By Lluisrabell on November 5, 2020

Lluís Rabell, activist, politician, comrade

The Rust Belt is the largest industrial region in North America, concentrated in the states that surround the Great Lakes. With the presidential election still to be settled, one observation seems unappealable: whoever wins, there is Trumpism for quite a while. American society is deeply fractured, and the winds of populism will continue to blow over it – and the world. The losers of globalization remain under the influence of a demagogue emerged from the elites who verbalizes with imprecations the unease of the aggrieved and reigns over the chaos that he himself encourages. Neither rural America nor the white working class of the once flourishing industrial states of Appalachia, turned by crises and relocations into “the rust belt,” have abandoned Trump… Despite reneging on a promise to return his old splendor to the factories and although the president’s trade wars have not favored agriculture either. And it is that people vote less based on the balance of a mandate than on future expectations. Biden and Obama have talked about going back to a smooth time. But only a part of the population can dream of a quiet brunch. On the contrary, Trump has understood that, for many, it is still the time of anger. And he is determined to gallop on it, overwhelming political democracy itself. Most likely, in terms of world hegemony, this will not be an American century. But the seismic movements that are registered in the vast territory of the United States will have aftershocks in many countries. We will not take long to verify it.

Despite the fatigue, the regional elections of 14-F in Catalonia will still be elections of the “procés”. Not so much because of the exciting perspectives that the independence movement can outline – there is none left – but because of the perennial duality installed within society. It is not easy at all to take the exact measure of such a division, or to find the appropriate policies to reconstruct the country and stop its fall on the slope of decadence. Much less in the anguished climate of a pandemic that does not stop. The left, through their speeches and programs, through certain additions to their candidacies, by successive trials, try to find a way out. But, given the complexity of the problem, those answers still seem very partial … and not necessarily well focused. Let’s put it bluntly: the left here also has a problem with its particular rust belt, with the popular classes of the metropolitan areas and poor neighborhoods, hit by successive crises. They should represent the natural base of progressive forces. However, its political representation is in dispute.

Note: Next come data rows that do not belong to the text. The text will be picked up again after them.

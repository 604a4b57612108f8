//! End-to-end tests for xupdater.
//!
//! A `wiremock` server stands in for the GitHub releases API and the asset
//! host; the target executable is a plain file in a temp directory.

mod harness;
mod update_flow;

pub use harness::TestHarness;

Thus, for example, the Comuns have just announced their intention to incorporate Joan Carles Gallego, the former secretary general of CCOO de Catalunya, as number two of their candidacy. Excellent candidate, without a doubt, who confers solvency to the list of the alternative left. But it has never been enough – and now even less – to put a trade unionist in your life to drag the vote of the working class. Such incorporation may attract – or retain – the most politicized elements, the upper layers of the labor movement, but it will hardly stir the spirit of the mass. Too much has happened in recent years. The rise of the independence movement and its adventure of September-October 2017 opened a very deep wound in that population, which felt expelled from Catalonia and its rights threatened by the project of a Republic with authoritarian features, faced with Spain. The Comuns were not firm enough in the face of this political and emotional predicament. They flirted with the referendum without democratic guarantees of 1-O and, in the following elections, they presented a candidacy that bordered the ERC border – and a part of which ended up in the ranks of the independence movement. It will not be enough with a greater social accent in the discourse to reconnect with the working class. Greater clarity will also be needed on the territorial project being defended, beyond vagueness about plurinationality. And it would also be necessary to get rid of certain daydreams about the government that is advocated. ERC’s nods to Catalunya en Comú are nothing more than a hoax intended to divide the social left. If the independence movement adds up, it will once again constitute a nationalist government with a neoliberal and clientelist bias. Fought with itself and probably as inoperative as the last three years. But it will do it again to maintain the springs of autonomic power… waiting for better times. The process is pure national right-wing populism. Such a movement does not vanish on its own. Its leaders are still in jail and the embers of the fire remain incandescent under the ashes of failure.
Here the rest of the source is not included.